Top of Records provided
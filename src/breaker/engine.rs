//! Strength-based rejection
//!
//! Decision table for Warrant and Backing:
//!
//! | strict_mode | fail flag | strength            | outcome |
//! |-------------|-----------|---------------------|---------|
//! | false       | any       | any                 | pass    |
//! | true        | false     | any                 | pass    |
//! | true        | true      | strong, absolute    | pass    |
//! | true        | true      | weak, irrelevant    | reject  |
//!
//! Rebuttal: `absolute` is always rejected. It is a logical conclusion (the
//! claim cannot stand), so no policy flag relaxes it.

use crate::components::{
    excerpt, Backing, Component, ComponentKind, Rebuttal, StrengthLevel, Warrant,
};
use crate::error::{ToulminError, ToulminResult};

use super::policy::BreakerPolicy;

/// Longest label quoted in a rejection
const LABEL_CHARS: usize = 100;

/// Applies a [`BreakerPolicy`] to graded components.
///
/// Holds no state beyond the policy; checks are pure and independent of any
/// chain.
#[derive(Debug, Clone, Copy, PartialEq, Eq, Default)]
pub struct CircuitBreaker {
    policy: BreakerPolicy,
}

impl CircuitBreaker {
    pub fn new(policy: BreakerPolicy) -> Self {
        Self { policy }
    }

    pub fn policy(&self) -> BreakerPolicy {
        self.policy
    }

    /// Rejects a weak or irrelevant warrant when the policy gates warrants.
    pub fn check_warrant(&self, warrant: &Warrant) -> ToulminResult<()> {
        let strength = warrant.strength();
        if self.policy.gates_warrant() && strength.is_inadequate() {
            return Err(ToulminError::circuit_breaker(
                ComponentKind::Warrant,
                strength,
                excerpt(warrant.principle(), LABEL_CHARS),
                "REJECTED",
                "Provide a general principle that logically compels the claim from the data",
            ));
        }
        Ok(())
    }

    /// Rejects weak or irrelevant backing when the policy gates backing.
    pub fn check_backing(&self, backing: &Backing) -> ToulminResult<()> {
        let strength = backing.strength();
        if self.policy.gates_backing() && strength.is_inadequate() {
            return Err(ToulminError::circuit_breaker(
                ComponentKind::Backing,
                strength,
                excerpt(backing.authority(), LABEL_CHARS),
                "REJECTED",
                "Provide stronger statutory, scientific, or expert authority with citations",
            ));
        }
        Ok(())
    }

    /// Rejects an absolute rebuttal regardless of policy.
    pub fn check_rebuttal(&self, rebuttal: &Rebuttal) -> ToulminResult<()> {
        match rebuttal.strength() {
            StrengthLevel::Absolute => {
                let label = rebuttal
                    .exceptions()
                    .first()
                    .map(|case| excerpt(case, LABEL_CHARS))
                    .unwrap_or_default();
                Err(ToulminError::circuit_breaker(
                    ComponentKind::Rebuttal,
                    StrengthLevel::Absolute,
                    label,
                    "FATAL",
                    "The claim cannot stand against this rebuttal. Revise the claim or render an overruled verdict",
                ))
            }
            StrengthLevel::Strong | StrengthLevel::Weak | StrengthLevel::Irrelevant => Ok(()),
        }
    }

    /// Checks the logical bridge (warrant, then backing).
    pub fn check_bridge(&self, warrant: &Warrant, backing: &Backing) -> ToulminResult<()> {
        self.check_warrant(warrant)?;
        self.check_backing(backing)
    }

    /// Dispatches on the component kind. Ungraded components always pass.
    pub fn check(&self, component: &Component) -> ToulminResult<()> {
        match component {
            Component::Warrant(w) => self.check_warrant(w),
            Component::Backing(b) => self.check_backing(b),
            Component::Rebuttal(r) => self.check_rebuttal(r),
            Component::Data(_)
            | Component::Claim(_)
            | Component::Qualifier(_)
            | Component::Verdict(_) => Ok(()),
        }
    }
}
Bottom of Records provided
◆ What you should do: The data above must be reproduced in full, exactly as given.

◆ Task output:
filename src/breaker/engine.rs
//! Strength-based rejection
//!
//! Decision table for Warrant and Backing:
//!
//! | strict_mode | fail flag | strength            | outcome |
//! |-------------|-----------|---------------------|---------|
//! | false       | any       | any                 | pass    |
//! | true        | false     | any                 | pass    |
//! | true        | true      | strong, absolute    | pass    |
//! | true        | true      | weak, irrelevant    | reject  |
//!
//! Rebuttal: `absolute` is always rejected. It is a logical conclusion (the
//! claim cannot stand), so no policy flag relaxes it.

use crate::components::{
    excerpt, Backing, Component, ComponentKind, Rebuttal, StrengthLevel, Warrant,
};
use crate::error::{ToulminError, ToulminResult};

use super::policy::BreakerPolicy;

/// Longest label quoted in a rejection
const LABEL_CHARS: usize = 100;

/// Applies a [`BreakerPolicy`] to graded components.
///
/// Holds no state beyond the policy; checks are pure and independent of any
/// chain.
#[derive(Debug, Clone, Copy, PartialEq, Eq, Default)]
pub struct CircuitBreaker {
    policy: BreakerPolicy,
}

impl CircuitBreaker {
    pub fn new(policy: BreakerPolicy) -> Self {
        Self { policy }
    }

    pub fn policy(&self) -> BreakerPolicy {
        self.policy
    }

    /// Rejects a weak or irrelevant warrant when the policy gates warrants.
    pub fn check_warrant(&self, warrant: &Warrant) -> ToulminResult<()> {
        let strength = warrant.strength();
        if self.policy.gates_warrant() && strength.is_inadequate() {
            return Err(ToulminError::circuit_breaker(
                ComponentKind::Warrant,
                strength,
                excerpt(warrant.principle(), LABEL_CHARS),
                "REJECTED",
                "Provide a general principle that logically compels the claim from the data",
            ));
        }
        Ok(())
    }

    /// Rejects weak or irrelevant backing when the policy gates backing.
    pub fn check_backing(&self, backing: &Backing) -> ToulminResult<()> {
        let strength = backing.strength();
        if self.policy.gates_backing() && strength.is_inadequate() {
            return Err(ToulminError::circuit_breaker(
                ComponentKind::Backing,
                strength,
                excerpt(backing.authority(), LABEL_CHARS),
                "REJECTED",
                "Provide stronger statutory, scientific, or expert authority with citations",
            ));
        }
        Ok(())
    }

    /// Rejects an absolute rebuttal regardless of policy.
    pub fn check_rebuttal(&self, rebuttal: &Rebuttal) -> ToulminResult<()> {
        match rebuttal.strength() {
            StrengthLevel::Absolute => {
                let label = rebuttal
                    .exceptions()
                    .first()
                    .map(|case| excerpt(case, LABEL_CHARS))
                    .unwrap_or_default();
                Err(ToulminError::circuit_breaker(
                    ComponentKind::Rebuttal,
                    StrengthLevel::Absolute,
                    label,
                    "FATAL",
                    "The claim cannot stand against this rebuttal. Revise the claim or render an overruled verdict",
                ))
            }
            StrengthLevel::Strong | StrengthLevel::Weak | StrengthLevel::Irrelevant => Ok(()),
        }
    }

    /// Checks the logical bridge (warrant, then backing).
    pub fn check_bridge(&self, warrant: &Warrant, backing: &Backing) -> ToulminResult<()> {
        self.check_warrant(warrant)?;
        self.check_backing(backing)
    }

    /// Dispatches on the component kind. Ungraded components always pass.
    pub fn check(&self, component: &Component) -> ToulminResult<()> {
        match component {
            Component::Warrant(w) => self.check_warrant(w),
            Component::Backing(b) => self.check_backing(b),
            Component::Rebuttal(r) => self.check_rebuttal(r),
            Component::Data(_)
            | Component::Claim(_)
            | Component::Qualifier(_)
            | Component::Verdict(_) => Ok(()),
        }
    }
}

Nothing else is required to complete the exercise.